(Record extracts Opens)

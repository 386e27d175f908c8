// SPDX-License-Identifier: Apache-2.0

//! Operator strategies
//!
//! Each strategy answers `compare(actual, expected)` for the subset of
//! operator tokens it owns. Token → strategy binding lives in the
//! [`OperatorRegistry`](super::registry::OperatorRegistry).

use std::cmp::Ordering;

use serde::{Deserialize, Serialize};

use gate_core::Value;

#[derive(Debug, Clone, Copy, PartialEq, Eq, Hash, Serialize, Deserialize)]
#[serde(rename_all = "snake_case")]
pub enum EqualityOp {
    Equal,
    NotEqual,
}

#[derive(Debug, Clone, Copy, PartialEq, Eq, Hash, Serialize, Deserialize)]
#[serde(rename_all = "snake_case")]
pub enum OrderingOp {
    Greater,
    Less,
    GreaterOrEqual,
    LessOrEqual,
}

#[derive(Debug, Clone, Copy, PartialEq, Eq, Hash, Serialize, Deserialize)]
#[serde(rename_all = "snake_case")]
pub enum PatternOp {
    Contains,
    Prefix,
    Suffix,
}

#[derive(Debug, Clone, Copy, PartialEq, Eq, Hash, Serialize, Deserialize)]
#[serde(rename_all = "snake_case")]
pub enum NullOp {
    IsNull,
    IsNotNull,
}

/// Comparison behavior bound to an operator token
#[derive(Debug, Clone, Copy, PartialEq, Eq, Hash, Serialize, Deserialize)]
#[serde(tag = "kind", content = "op", rename_all = "snake_case")]
pub enum OperatorStrategy {
    /// Loose equality: `"1" == 1` holds
    Equality(EqualityOp),
    /// Natural ordering of the scalar types, numeric where both sides are numeric
    Ordering(OrderingOp),
    /// Case-insensitive substring tests
    PatternMatch(PatternOp),
    /// Ignores the expected value entirely
    NullCheck(NullOp),
}

impl OperatorStrategy {
    pub fn compare(&self, actual: &Value, expected: &Value) -> bool {
        match *self {
            OperatorStrategy::Equality(op) => {
                let equal = actual.loose_eq(expected);
                match op {
                    EqualityOp::Equal => equal,
                    EqualityOp::NotEqual => !equal,
                }
            }
            OperatorStrategy::Ordering(op) => match actual.loose_cmp(expected) {
                Some(ordering) => match op {
                    OrderingOp::Greater => ordering == Ordering::Greater,
                    OrderingOp::Less => ordering == Ordering::Less,
                    OrderingOp::GreaterOrEqual => ordering != Ordering::Less,
                    OrderingOp::LessOrEqual => ordering != Ordering::Greater,
                },
                None => false,
            },
            OperatorStrategy::PatternMatch(op) => {
                // Null on either side never matches a pattern.
                let (Some(actual), Some(expected)) = (actual.render(), expected.render()) else {
                    return false;
                };
                let actual = actual.to_lowercase();
                let expected = expected.to_lowercase();
                match op {
                    PatternOp::Contains => actual.contains(&expected),
                    PatternOp::Prefix => actual.starts_with(&expected),
                    PatternOp::Suffix => actual.ends_with(&expected),
                }
            }
            OperatorStrategy::NullCheck(op) => match op {
                NullOp::IsNull => actual.is_null(),
                NullOp::IsNotNull => !actual.is_null(),
            },
        }
    }
}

(Record extracts Closes)

- Work item
Go through the entries above and report each line with the string "EqualityOp" in it.

- Solution for this exercise
pub enum EqualityOp {
    Equality(EqualityOp),
                    EqualityOp::Equal => equal,
                    EqualityOp::NotEqual => !equal,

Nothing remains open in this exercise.